Le photographe new-yorkais, Noah Kalina, sculpte les couettes des lits des hôtels dans lesquels ils séjournent pour ensuite les photographier. Entre portrait et nature morte, Noah explore dans sa série de photographies Bedmounds les traces laissées par la présence humaine.  

Noah Kalina s’est fait connaître en 2006 avec son projet “Everyday”: une vidéo en time lapse compilant les autoportraits qu’il a pris tous les jours depuis 2000. Une réflexion sur les traces et le temps omniprésente dans le travail photographique de Noah. En témoigne sa série Bedmounds.

Noah nous transporte dans l’intimité des chambres d’hôtels aux États-Unis. A chaque fois qu’il dort dans une chambre, le photographe sculpte les draps de son lit avant de partir. Les formes des couvertures deviennent ainsi les témoins d’une présence humaine passagère.

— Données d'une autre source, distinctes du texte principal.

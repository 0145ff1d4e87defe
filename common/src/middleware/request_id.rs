//! Request ID middleware.
//!
//! Generates and attaches unique request IDs for request tracing and logging.

use axum::{
    body::Body,
    http::{header::HeaderName, HeaderValue, Request},
    middleware::Next,
    response::Response,
};
use tracing::Instrument;
use uuid::Uuid;

/// Header name for request ID.
pub static REQUEST_ID_HEADER: HeaderName = HeaderName::from_static("x-request-id");

/// Request ID middleware handler.
///
/// Generates a unique ID for each request and attaches it to the request
/// extensions, the tracing span of the request and the response headers.
///
/// If the request already has an X-Request-ID header, it will be used instead.
pub async fn request_id_middleware(mut req: Request<Body>, next: Next) -> Response {
    let request_id = req
        .headers()
        .get(&REQUEST_ID_HEADER)
        .and_then(|v| v.to_str().ok())
        .filter(|v| !v.is_empty())
        .map(String::from)
        .unwrap_or_else(|| Uuid::new_v4().to_string());

    req.extensions_mut().insert(RequestId(request_id.clone()));

    let span = tracing::info_span!(
        "request",
        request_id = %request_id,
        method = %req.method(),
        uri = %req.uri(),
    );

    let mut response = next.run(req).instrument(span).await;

    if let Ok(value) = HeaderValue::from_str(&request_id) {
        response.headers_mut().insert(REQUEST_ID_HEADER.clone(), value);
    }

    response
}

/// Request ID wrapper for storing in request extensions.
#[derive(Clone, Debug)]
pub struct RequestId(pub String);

impl RequestId {
    /// Returns the request ID string.
    pub fn as_str(&self) -> &str {
        &self.0
    }
}

impl std::fmt::Display for RequestId {
    fn fmt(&self, f: &mut std::fmt::Formatter<'_>) -> std::fmt::Result {
        write!(f, "{}", self.0)
    }
}
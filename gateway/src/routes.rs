//! 网关路由模块

use axum::{
    routing::{get, post},
    Router,
};

use crate::handlers;
use crate::state::AppState;

/// 创建查询路由
pub fn router() -> Router<AppState> {
    Router::new()
        .route("/api/query/sql", post(handlers::execute_sql))
        .route("/api/query/sql/tables", get(handlers::list_tables))
        .route("/api/query/sql/table/{name}", get(handlers::preview_table))
        .route("/api/query/nosql", post(handlers::execute_nosql))
        .route("/api/query/nosql/collections", get(handlers::list_collections))
        .route("/api/health", get(handlers::health_check))
}
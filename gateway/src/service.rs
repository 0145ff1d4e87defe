//! 查询执行服务模块

use std::sync::Arc;
use std::time::Instant;

use common::errors::{AppError, AppResult, QueryErrorKind};
use common::models::document::DocumentQueryRequest;
use common::models::query::{ResultSet, SqlQueryRequest};
use common::models::table::TableAllowList;
use validator::Validate;

use crate::documents::{self, DocumentStore};
use crate::pool::DatabasePool;
use crate::state::AppState;

/// SQL 查询执行服务
pub struct QueryService {
    pool: DatabasePool,
    tables: Arc<TableAllowList>,
    preview_limit: u32,
}

impl QueryService {
    /// 创建新的查询服务实例
    pub fn new(pool: DatabasePool, tables: Arc<TableAllowList>, preview_limit: u32) -> Self {
        Self {
            pool,
            tables,
            preview_limit,
        }
    }

    /// 从应用状态创建
    pub fn from_state(state: &AppState) -> Self {
        Self::new(
            state.pool.clone(),
            state.tables.clone(),
            state.config.preview.row_limit,
        )
    }

    /// 执行 SQL 查询
    ///
    /// 语句原样发送给数据库；驱动错误只记录日志，客户端只看到分类后的信息。
    pub async fn execute(&self, req: SqlQueryRequest) -> AppResult<ResultSet> {
        req.validate()?;

        tracing::info!(query = %req.query, "Running SQL");
        let start = Instant::now();

        match self.pool.run(&req.query).await {
            Ok(rows) => {
                tracing::info!(
                    rows = rows.len(),
                    elapsed_ms = start.elapsed().as_millis() as u64,
                    "SQL finished"
                );
                Ok(rows)
            }
            Err(e) => {
                let kind = QueryErrorKind::from_sqlx(&e);
                tracing::error!(error = %e, code = kind.code(), "SQL failed");
                Err(AppError::QueryFailed { kind })
            }
        }
    }

    /// 预览白名单中的表
    pub async fn preview(&self, name: &str, limit: Option<u32>) -> AppResult<ResultSet> {
        let table = self.tables.resolve(name)?;
        let limit = limit
            .unwrap_or(self.preview_limit)
            .clamp(1, self.preview_limit);

        self.pool.preview(table, limit).await.map_err(|e| {
            let kind = QueryErrorKind::from_sqlx(&e);
            tracing::error!(table = %table, error = %e, code = kind.code(), "Table preview failed");
            AppError::TablePreview {
                table: table.to_string(),
                kind,
            }
        })
    }

    /// 可预览的表名
    pub fn tables(&self) -> Vec<String> {
        self.tables.names().to_vec()
    }
}

/// 文档查询服务
pub struct DocumentService {
    store: Option<DocumentStore>,
}

impl DocumentService {
    pub fn from_state(state: &AppState) -> Self {
        Self {
            store: state.documents.clone(),
        }
    }

    /// 执行文档操作
    pub async fn execute(&self, req: DocumentQueryRequest) -> AppResult<ResultSet> {
        let store = documents::require(self.store.as_ref())?;
        let operation = req.operation;
        let command = req.into_command()?;

        tracing::info!(
            operation = %operation,
            collection = command.collection(),
            "Running document command"
        );

        store.run(command).await.map_err(|e| {
            tracing::error!(operation = %operation, error = %e, "Document command failed");
            e.into_app_error()
        })
    }

    /// 列出集合
    pub async fn collections(&self) -> AppResult<Vec<String>> {
        let store = documents::require(self.store.as_ref())?;
        store.list_collections().await.map_err(|e| {
            let kind = documents::classify(&e);
            tracing::error!(error = %e, code = kind.code(), "Listing collections failed");
            AppError::QueryFailed { kind }
        })
    }
}
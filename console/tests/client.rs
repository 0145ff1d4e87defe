use axum::{
    extract::Path,
    http::StatusCode,
    response::IntoResponse,
    routing::{get, post},
    Json, Router,
};
use console::preview::PREVIEW_DISPLAY_ROWS;
use console::{
    load_previews, render_results, ConsoleError, GatewayClient, Mode, Phase, QueryConsole,
    StatusKind,
};
use serde_json::{json, Value};

async fn run_sql(Json(body): Json<Value>) -> impl IntoResponse {
    let query = body["query"].as_str().unwrap_or_default();
    if query.contains("NoSuchTable") {
        return (
            StatusCode::INTERNAL_SERVER_ERROR,
            Json(json!({
                "error": "Query references a table or column that does not exist",
                "code": "UNDEFINED_OBJECT"
            })),
        )
            .into_response();
    }
    if query.contains("PLAIN") {
        return (StatusCode::BAD_GATEWAY, "upstream down").into_response();
    }
    Json(json!([
        { "customer_id": 1, "first_name": "Deepak" },
        { "customer_id": 2, "first_name": "Amit" }
    ]))
    .into_response()
}

async fn run_nosql(Json(body): Json<Value>) -> Json<Value> {
    Json(json!([{ "operation": body["operation"], "collection": body["data"]["collection"] }]))
}

async fn tables() -> Json<Value> {
    Json(json!(["Customers", "Orders", "Broken"]))
}

async fn preview(Path(name): Path<String>) -> impl IntoResponse {
    if name == "Slow" {
        tokio::time::sleep(std::time::Duration::from_millis(500)).await;
        return Json(json!([{ "done": true }])).into_response();
    }
    if name == "Broken" {
        return (
            StatusCode::INTERNAL_SERVER_ERROR,
            Json(json!({ "error": "Failed to fetch table Broken", "code": "UNDEFINED_OBJECT" })),
        )
            .into_response();
    }
    let rows: Vec<Value> = (1..=10).map(|i| json!({ "id": i, "table": name })).collect();
    Json(rows).into_response()
}

async fn stub_gateway() -> GatewayClient {
    GatewayClient::new(&spawn_stub().await).unwrap()
}

async fn spawn_stub() -> String {
    let app = Router::new()
        .route("/api/query/sql", post(run_sql))
        .route("/api/query/sql/tables", get(tables))
        .route("/api/query/sql/table/{name}", get(preview))
        .route("/api/query/nosql", post(run_nosql));

    let listener = tokio::net::TcpListener::bind("127.0.0.1:0").await.unwrap();
    let addr = listener.local_addr().unwrap();
    tokio::spawn(async move {
        axum::serve(listener, app).await.unwrap();
    });
    format!("http://{}", addr)
}

#[tokio::test]
async fn test_customers_round_trip_renders_two_columns() {
    let client = stub_gateway().await;
    let mut console = QueryConsole::new(Mode::Sql);
    console.set_query("SELECT * FROM Customers;");

    let ticket = console.submit().unwrap();
    let outcome = client.submit(&ticket.submission).await;
    assert!(console.resolve(ticket.generation, outcome));

    assert_eq!(console.phase(), Phase::Resolved);
    let text = render_results(console.results());
    let mut lines = text.lines();
    assert_eq!(lines.next(), Some("customer_id | first_name"));
    assert!(text.contains("Deepak"));
    assert!(text.contains("Amit"));
    assert!(text.ends_with("(2 rows)"));
}

#[tokio::test]
async fn test_gateway_error_message_is_surfaced() {
    let client = stub_gateway().await;
    let mut console = QueryConsole::new(Mode::Sql);
    console.set_query("SELECT * FROM NoSuchTable;");

    let ticket = console.submit().unwrap();
    let outcome = client.submit(&ticket.submission).await;
    assert!(matches!(outcome, Err(ConsoleError::Gateway { status: 500, .. })));
    console.resolve(ticket.generation, outcome);

    assert_eq!(console.phase(), Phase::Failed);
    assert_eq!(console.query(), "SELECT * FROM NoSuchTable;");
    let status = console.status().unwrap();
    assert_eq!(status.kind, StatusKind::Error);
    assert_eq!(status.text, "Query references a table or column that does not exist");
}

#[tokio::test]
async fn test_non_json_error_uses_fallback_message() {
    let client = stub_gateway().await;
    let err = client.run_sql("SELECT PLAIN").await.unwrap_err();
    assert_eq!(err.status(), Some(502));
    assert_eq!(err.to_string(), "Request failed with status 502");
}

#[tokio::test]
async fn test_unreachable_gateway_is_transport_error() {
    let listener = tokio::net::TcpListener::bind("127.0.0.1:0").await.unwrap();
    let addr = listener.local_addr().unwrap();
    drop(listener);

    let client = GatewayClient::new(&format!("http://{}", addr)).unwrap();
    let err = client.run_sql("SELECT 1").await.unwrap_err();
    assert!(matches!(err, ConsoleError::Transport(_)));
    assert!(!err.to_string().is_empty());
}

#[tokio::test]
async fn test_nosql_submission_hits_document_endpoint() {
    let client = stub_gateway().await;
    let mut console = QueryConsole::new(Mode::NoSql);
    console.set_query(r#"{ "collection": "users", "filter": {} }"#);

    let ticket = console.submit().unwrap();
    let rows = client.submit(&ticket.submission).await.unwrap();
    assert_eq!(rows[0]["operation"], "find");
    assert_eq!(rows[0]["collection"], "users");
}

#[tokio::test]
async fn test_previews_are_independent() {
    let client = stub_gateway().await;
    let previews = load_previews(&client).await.unwrap();

    let names: Vec<&str> = previews.iter().map(|p| p.table.as_str()).collect();
    assert_eq!(names, ["Customers", "Orders", "Broken"]);

    let orders = &previews[1];
    assert_eq!(orders.outcome.as_ref().unwrap().len(), 10);
    assert_eq!(orders.columns(), ["id", "table"]);
    assert!(orders.to_text().contains(&format!("({} rows)", PREVIEW_DISPLAY_ROWS)));

    assert_eq!(
        previews[2].outcome.as_ref().unwrap_err(),
        "Failed to fetch table Broken"
    );
    assert!(previews[0].outcome.is_ok());
}

#[tokio::test]
async fn test_requests_wait_unless_timeout_is_configured() {
    let base_url = spawn_stub().await;

    let patient = GatewayClient::new(&base_url).unwrap();
    let rows = patient.fetch_table_preview("Slow").await.unwrap();
    assert_eq!(rows[0]["done"], true);

    let hasty =
        GatewayClient::with_timeout(&base_url, Some(std::time::Duration::from_millis(50))).unwrap();
    let err = hasty.fetch_table_preview("Slow").await.unwrap_err();
    assert!(matches!(err, ConsoleError::Transport(_)));
}
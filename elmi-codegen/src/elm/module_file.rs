//! ModuleFile abstraction for structured Elm file generation.

use super::Import;
use crate::builder::{CodeBuilder, CodeFragment, Renderable};

/// A structured representation of one generated Elm module.
///
/// Renders the module header, the imports and then each body element,
/// with two blank lines between top-level declarations as elm-format
/// lays them out. The output always ends with exactly one newline.
#[derive(Debug, Clone)]
pub struct ModuleFile {
    name: String,
    imports: Vec<Import>,
    body: Vec<Vec<CodeFragment>>,
}

impl ModuleFile {
    /// Create an empty module with the given dotted name.
    pub fn new(name: impl Into<String>) -> Self {
        Self {
            name: name.into(),
            imports: Vec::new(),
            body: Vec::new(),
        }
    }

    /// Add an import statement.
    pub fn import(mut self, import: Import) -> Self {
        self.imports.push(import);
        self
    }

    /// Add multiple top-level declarations.
    pub fn add_all<R: Renderable>(mut self, nodes: impl IntoIterator<Item = R>) -> Self {
        for node in nodes {
            self.body.push(node.to_fragments());
        }
        self
    }

    /// Render the file.
    pub fn render(&self) -> String {
        let builder = CodeBuilder::new()
            .line(&format!("module {} exposing (..)", self.name))
            .blank();
        let mut builder = self
            .imports
            .iter()
            .fold(builder, |b, import| import.render(b));

        for fragments in &self.body {
            builder.push_blank().push_blank();
            for fragment in fragments {
                builder.apply_fragment(fragment.clone());
            }
        }

        builder.build()
    }
}

#[cfg(test)]
mod tests {
    use super::*;

    struct Decl(&'static str);

    impl Renderable for Decl {
        fn to_fragments(&self) -> Vec<CodeFragment> {
            vec![CodeFragment::line(self.0)]
        }
    }

    #[test]
    fn test_header_and_imports() {
        let file = ModuleFile::new("Translations.Greetings")
            .import(Import::new("I18Next").expose("t"))
            .add_all([Decl("x = 1")])
            .render();
        assert_eq!(
            file,
            "module Translations.Greetings exposing (..)\n\nimport I18Next exposing (t)\n\n\nx = 1\n"
        );
    }

    #[test]
    fn test_declarations_separated_by_two_blank_lines() {
        let file = ModuleFile::new("Translations")
            .import(Import::new("I18Next"))
            .add_all([Decl("a = 1"), Decl("b = 2")])
            .render();
        assert!(file.ends_with("a = 1\n\n\nb = 2\n"));
        assert!(!file.ends_with("\n\n"));
    }
}
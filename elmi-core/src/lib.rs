//! Core utilities for the elmi translation code generator.
//!
//! This crate provides the string helpers and file primitives shared by
//! the model builder, the code builder and the command line tool.

mod case;
mod file;

// Identifier casing
pub use case::{capitalize, decapitalize, split_words, to_camel_case, to_pascal_case};
// File operations
pub use file::{File, WriteResult, remove_path};
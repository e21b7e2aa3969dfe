//! Elm syntax nodes used by the generated translation modules.
//!
//! Generated code targets the `I18Next` package: `t` for plain lookups,
//! `tr` for lookups with replacements and `customTr` for custom rendering.

mod function;
mod import;
mod literal;
mod module_file;

pub use function::TranslationFn;
pub use import::Import;
pub use literal::string_literal;
pub use module_file::ModuleFile;

/// The runtime package every generated module imports.
pub const RUNTIME_MODULE: &str = "I18Next";
/// Type of the loaded translations value.
pub const TRANSLATIONS_TYPE: &str = "Translations";
/// Argument name of the translations value.
pub const TRANSLATIONS_ARG: &str = "translations";
/// Argument name of the custom lift function.
pub const LIFT_ARG: &str = "nonPlaceholderLift";
/// Placeholder delimiter constructor.
pub const DELIMS: &str = "Curly";
/// Plain lookup without replacements.
pub const T_FN: &str = "t";
/// Plain lookup with replacements.
pub const TR_FN: &str = "tr";
/// Custom lookup.
pub const CUSTOM_TR_FN: &str = "customTr";
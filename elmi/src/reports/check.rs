//! Check command report data structures.

use std::path::PathBuf;

use elmi18n_model::GenerationMode;

use super::output::{Output, Report};

/// Report data from translation file validation.
#[derive(Debug)]
pub struct CheckReport {
    /// Path to the translation file.
    pub source: PathBuf,
    /// Mode the model was built for.
    pub mode: GenerationMode,
    /// Modules that would be generated, in output order.
    pub modules: Vec<ModuleSummary>,
}

/// One module and the functions it would expose.
#[derive(Debug)]
pub struct ModuleSummary {
    pub name: String,
    pub functions: Vec<String>,
}

impl CheckReport {
    /// Total number of generated functions.
    pub fn function_count(&self) -> usize {
        self.modules.iter().map(|m| m.functions.len()).sum()
    }
}

impl Report for CheckReport {
    fn render(&self, out: &mut dyn Output) {
        out.preformatted(&format!("✓ {} is valid", self.source.display()));
        out.newline();

        out.key_value("Type", self.mode.as_str());
        out.section(&format!(
            "Modules ({}, {} function{})",
            self.modules.len(),
            self.function_count(),
            if self.function_count() == 1 { "" } else { "s" }
        ));
        for module in &self.modules {
            out.list_item(&format!("{} ({})", module.name, module.functions.len()));
        }
    }
}
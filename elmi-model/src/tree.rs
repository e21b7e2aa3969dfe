//! The nested translation tree.

use indexmap::IndexMap;
use serde_json::Value;

use crate::StructureError;

/// A node of the translation document: a string value or a nested object.
///
/// Children keep the order in which their keys appear in the document.
#[derive(Debug, Clone, PartialEq, Eq)]
pub enum TranslationTree {
    Leaf(String),
    Node(IndexMap<String, TranslationTree>),
}

impl TranslationTree {
    /// Create a leaf.
    pub fn leaf(value: impl Into<String>) -> Self {
        TranslationTree::Leaf(value.into())
    }

    /// Create a node from ordered `(key, child)` pairs.
    pub fn node<K: Into<String>>(children: impl IntoIterator<Item = (K, TranslationTree)>) -> Self {
        TranslationTree::Node(
            children
                .into_iter()
                .map(|(key, child)| (key.into(), child))
                .collect(),
        )
    }

    /// Convert a parsed JSON document.
    ///
    /// The root must be an object; below it only objects and strings are
    /// accepted.
    pub fn from_json(value: Value) -> Result<Self, StructureError> {
        match value {
            Value::Object(map) => Self::convert_object(map, None),
            other => Err(StructureError::RootNotObject {
                found: describe(&other),
            }),
        }
    }

    fn convert_object(
        map: serde_json::Map<String, Value>,
        raw_path: Option<&str>,
    ) -> Result<Self, StructureError> {
        let mut children = IndexMap::with_capacity(map.len());
        for (key, value) in map {
            let path = match raw_path {
                Some(parent) => format!("{parent}.{key}"),
                None => key.clone(),
            };
            let child = match value {
                Value::String(s) => TranslationTree::Leaf(s),
                Value::Object(nested) => Self::convert_object(nested, Some(&path))?,
                other => {
                    return Err(StructureError::UnexpectedValue {
                        raw_key: key,
                        raw_path: path,
                        found: describe(&other),
                    });
                }
            };
            children.insert(key, child);
        }
        Ok(TranslationTree::Node(children))
    }

    pub fn is_leaf(&self) -> bool {
        matches!(self, TranslationTree::Leaf(_))
    }

    /// Number of leaves beneath (and including) this node.
    pub fn leaf_count(&self) -> usize {
        match self {
            TranslationTree::Leaf(_) => 1,
            TranslationTree::Node(children) => children.values().map(Self::leaf_count).sum(),
        }
    }
}

fn describe(value: &Value) -> &'static str {
    match value {
        Value::Null => "null",
        Value::Bool(_) => "a boolean",
        Value::Number(_) => "a number",
        Value::String(_) => "a string",
        Value::Array(_) => "an array",
        Value::Object(_) => "an object",
    }
}

#[cfg(test)]
mod tests {
    use serde_json::json;

    use super::*;

    #[test]
    fn test_from_json_preserves_key_order() {
        let tree = TranslationTree::from_json(json!({
            "zebra": "Z",
            "apple": {"b": "B", "a": "A"},
            "mango": "M"
        }))
        .unwrap();

        let TranslationTree::Node(children) = &tree else {
            panic!("expected a node");
        };
        assert_eq!(
            children.keys().collect::<Vec<_>>(),
            ["zebra", "apple", "mango"]
        );
        let TranslationTree::Node(apple) = &children["apple"] else {
            panic!("expected a node");
        };
        assert_eq!(apple.keys().collect::<Vec<_>>(), ["b", "a"]);
        assert_eq!(tree.leaf_count(), 4);
    }

    #[test]
    fn test_from_json_matches_builder_helpers() {
        let parsed = TranslationTree::from_json(json!({
            "hello": "Hello",
            "greetings": {"goodDay": "Good day."}
        }))
        .unwrap();
        let built = TranslationTree::node([
            ("hello", TranslationTree::leaf("Hello")),
            (
                "greetings",
                TranslationTree::node([("goodDay", TranslationTree::leaf("Good day."))]),
            ),
        ]);
        assert_eq!(parsed, built);
        assert!(!parsed.is_leaf());
    }

    #[test]
    fn test_rejects_non_string_values() {
        let err = TranslationTree::from_json(json!({"greetings": {"count": 3}})).unwrap_err();
        assert_eq!(
            err,
            StructureError::UnexpectedValue {
                raw_key: "count".to_string(),
                raw_path: "greetings.count".to_string(),
                found: "a number",
            }
        );
        assert_eq!(
            err.to_string(),
            "'greetings.count' holds a number, expected a string or an object."
        );
    }

    #[test]
    fn test_rejects_non_object_root() {
        let err = TranslationTree::from_json(json!(["a"])).unwrap_err();
        assert_eq!(err, StructureError::RootNotObject { found: "an array" });
    }
}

Le photographe joue sur les notions de présence et d’absence. Il s’amuse à brouiller les frontières tant sur le fond que sur la forme. Sommes-nous face à une nature morte qui mettrait en scène des draps comme une métaphore du sommeil ? Ou regarde-t-on un portrait ? Celui d’une présence humaine suggérée par la forme anthropomorphique que Noah donne aux draps laissant penser qu’une personne serait cachée dessous.